▼

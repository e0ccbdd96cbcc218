//! Search strategies for choosing output values.
//!
//! A strategy turns the accumulated history of a decision point into a
//! concrete assignment: one [`Value`] per requested output variable. The
//! context manager selects the strategy by context label (with
//! [`CoordinateDescent`] as the generic default), hands it a
//! [`SelectionRequest`], and validates every returned value against its
//! variable's declared domain before the caller sees it.
//!
//! # Built-in strategies
//!
//! | Strategy | Algorithm | Best for |
//! |----------|-----------|----------|
//! | [`FastestOf`] | Empirical fastest-of-N over a candidate list | Picking one of N interchangeable variants |
//! | [`CoordinateDescent`] | Per-axis hill descent over candidate domains | Multi-variable tuning (tile sizes, thread counts) |
//!
//! # Implementing a custom strategy
//!
//! Implement the [`Strategy`] trait with its single method and register the
//! strategy for a label via
//! [`Tuner::set_strategy`](crate::Tuner::set_strategy); the context manager
//! needs no modification.
//!
//! ```
//! use autotuner::strategy::{SelectionRequest, Strategy};
//! use autotuner::Value;
//!
//! /// A strategy that always returns the caller-supplied defaults.
//! struct Defaults;
//!
//! impl Strategy for Defaults {
//!     fn select(&self, request: &SelectionRequest<'_>) -> Vec<Value> {
//!         request.outputs.iter().map(|slot| slot.default).collect()
//!     }
//! }
//! ```
//!
//! The arguments in a [`SelectionRequest`]:
//!
//! - **`outputs`** — the requested variables (with their declared domains)
//!   and the caller-supplied default per variable. Return one value per
//!   slot, in order; each must satisfy the slot's domain.
//! - **`history`** — every assignment observed so far for this decision
//!   point, with its count and running cost mean. Empty on cold start.
//! - **`total_observations`** — total observation count for the decision
//!   point. Useful for phase transitions and re-probe cadence.
//!
//! # Statelessness
//!
//! `select` must be a pure function of its request: the context manager
//! relies on this for its idempotence guarantee (two consecutive requests
//! with no intervening observation return the same assignment). Strategies
//! that need randomness derive it deterministically from the request, the
//! way [`CoordinateDescent`] seeds its re-probe jitter from the observation
//! count.

mod descent;
mod fastest;

pub use descent::CoordinateDescent;
pub use fastest::FastestOf;

use std::sync::Arc;

use crate::history::{Assignment, HistoryEntry, InstanceKey};
use crate::value::Value;
use crate::variable::Variable;

/// One requested output variable together with the caller-supplied default
/// returned on cold start.
#[derive(Clone)]
pub struct OutputSlot {
    /// The declared variable (name, kind, category, domain).
    pub variable: Arc<Variable>,
    /// The value to fall back to while the decision point has no usable
    /// history. Must lie inside the variable's domain.
    pub default: Value,
}

/// Everything a strategy may consult when producing an assignment.
pub struct SelectionRequest<'a> {
    /// Identity of the decision point being tuned.
    pub key: InstanceKey,
    /// The requested output variables, in request order.
    pub outputs: &'a [OutputSlot],
    /// Observed assignments with their accumulated statistics. Empty on
    /// cold start.
    pub history: &'a [(Assignment, HistoryEntry)],
    /// Total observations recorded for `key`, across all assignments.
    pub total_observations: u64,
}

impl SelectionRequest<'_> {
    /// The caller-supplied defaults, in slot order.
    #[must_use]
    pub fn defaults(&self) -> Vec<Value> {
        self.outputs.iter().map(|slot| slot.default).collect()
    }

    /// The accumulated entry, if any, for an exact assignment.
    #[must_use]
    pub fn entry_for(&self, assignment: &[(crate::variable::VariableId, Value)]) -> Option<&HistoryEntry> {
        self.history
            .iter()
            .find(|(a, _)| a == assignment)
            .map(|(_, entry)| entry)
    }
}

/// Trait for pluggable search strategies.
///
/// Requires `Send + Sync`: a [`Tuner`](crate::Tuner) shares its strategies
/// across caller threads behind `Arc<dyn Strategy>`.
pub trait Strategy: Send + Sync {
    /// Produces one value per requested output slot, in order.
    ///
    /// Every returned value must satisfy its slot's declared domain; the
    /// context manager fails the request with
    /// [`OutOfDomain`](crate::Error::OutOfDomain) otherwise.
    fn select(&self, request: &SelectionRequest<'_>) -> Vec<Value>;
}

▲

WORK INSTRUCTIONS: For this exercise, output the records in full, exactly.

RESPONSE:
repository e0ccbdd96cbcc218
//! Search strategies for choosing output values.
//!
//! A strategy turns the accumulated history of a decision point into a
//! concrete assignment: one [`Value`] per requested output variable. The
//! context manager selects the strategy by context label (with
//! [`CoordinateDescent`] as the generic default), hands it a
//! [`SelectionRequest`], and validates every returned value against its
//! variable's declared domain before the caller sees it.
//!
//! # Built-in strategies
//!
//! | Strategy | Algorithm | Best for |
//! |----------|-----------|----------|
//! | [`FastestOf`] | Empirical fastest-of-N over a candidate list | Picking one of N interchangeable variants |
//! | [`CoordinateDescent`] | Per-axis hill descent over candidate domains | Multi-variable tuning (tile sizes, thread counts) |
//!
//! # Implementing a custom strategy
//!
//! Implement the [`Strategy`] trait with its single method and register the
//! strategy for a label via
//! [`Tuner::set_strategy`](crate::Tuner::set_strategy); the context manager
//! needs no modification.
//!
//! ```
//! use autotuner::strategy::{SelectionRequest, Strategy};
//! use autotuner::Value;
//!
//! /// A strategy that always returns the caller-supplied defaults.
//! struct Defaults;
//!
//! impl Strategy for Defaults {
//!     fn select(&self, request: &SelectionRequest<'_>) -> Vec<Value> {
//!         request.outputs.iter().map(|slot| slot.default).collect()
//!     }
//! }
//! ```
//!
//! The arguments in a [`SelectionRequest`]:
//!
//! - **`outputs`** — the requested variables (with their declared domains)
//!   and the caller-supplied default per variable. Return one value per
//!   slot, in order; each must satisfy the slot's domain.
//! - **`history`** — every assignment observed so far for this decision
//!   point, with its count and running cost mean. Empty on cold start.
//! - **`total_observations`** — total observation count for the decision
//!   point. Useful for phase transitions and re-probe cadence.
//!
//! # Statelessness
//!
//! `select` must be a pure function of its request: the context manager
//! relies on this for its idempotence guarantee (two consecutive requests
//! with no intervening observation return the same assignment). Strategies
//! that need randomness derive it deterministically from the request, the
//! way [`CoordinateDescent`] seeds its re-probe jitter from the observation
//! count.

mod descent;
mod fastest;

pub use descent::CoordinateDescent;
pub use fastest::FastestOf;

use std::sync::Arc;

use crate::history::{Assignment, HistoryEntry, InstanceKey};
use crate::value::Value;
use crate::variable::Variable;

/// One requested output variable together with the caller-supplied default
/// returned on cold start.
#[derive(Clone)]
pub struct OutputSlot {
    /// The declared variable (name, kind, category, domain).
    pub variable: Arc<Variable>,
    /// The value to fall back to while the decision point has no usable
    /// history. Must lie inside the variable's domain.
    pub default: Value,
}

/// Everything a strategy may consult when producing an assignment.
pub struct SelectionRequest<'a> {
    /// Identity of the decision point being tuned.
    pub key: InstanceKey,
    /// The requested output variables, in request order.
    pub outputs: &'a [OutputSlot],
    /// Observed assignments with their accumulated statistics. Empty on
    /// cold start.
    pub history: &'a [(Assignment, HistoryEntry)],
    /// Total observations recorded for `key`, across all assignments.
    pub total_observations: u64,
}

impl SelectionRequest<'_> {
    /// The caller-supplied defaults, in slot order.
    #[must_use]
    pub fn defaults(&self) -> Vec<Value> {
        self.outputs.iter().map(|slot| slot.default).collect()
    }

    /// The accumulated entry, if any, for an exact assignment.
    #[must_use]
    pub fn entry_for(&self, assignment: &[(crate::variable::VariableId, Value)]) -> Option<&HistoryEntry> {
        self.history
            .iter()
            .find(|(a, _)| a == assignment)
            .map(|(_, entry)| entry)
    }
}

/// Trait for pluggable search strategies.
///
/// Requires `Send + Sync`: a [`Tuner`](crate::Tuner) shares its strategies
/// across caller threads behind `Arc<dyn Strategy>`.
pub trait Strategy: Send + Sync {
    /// Produces one value per requested output slot, in order.
    ///
    /// Every returned value must satisfy its slot's declared domain; the
    /// context manager fails the request with
    /// [`OutOfDomain`](crate::Error::OutOfDomain) otherwise.
    fn select(&self, request: &SelectionRequest<'_>) -> Vec<Value>;
}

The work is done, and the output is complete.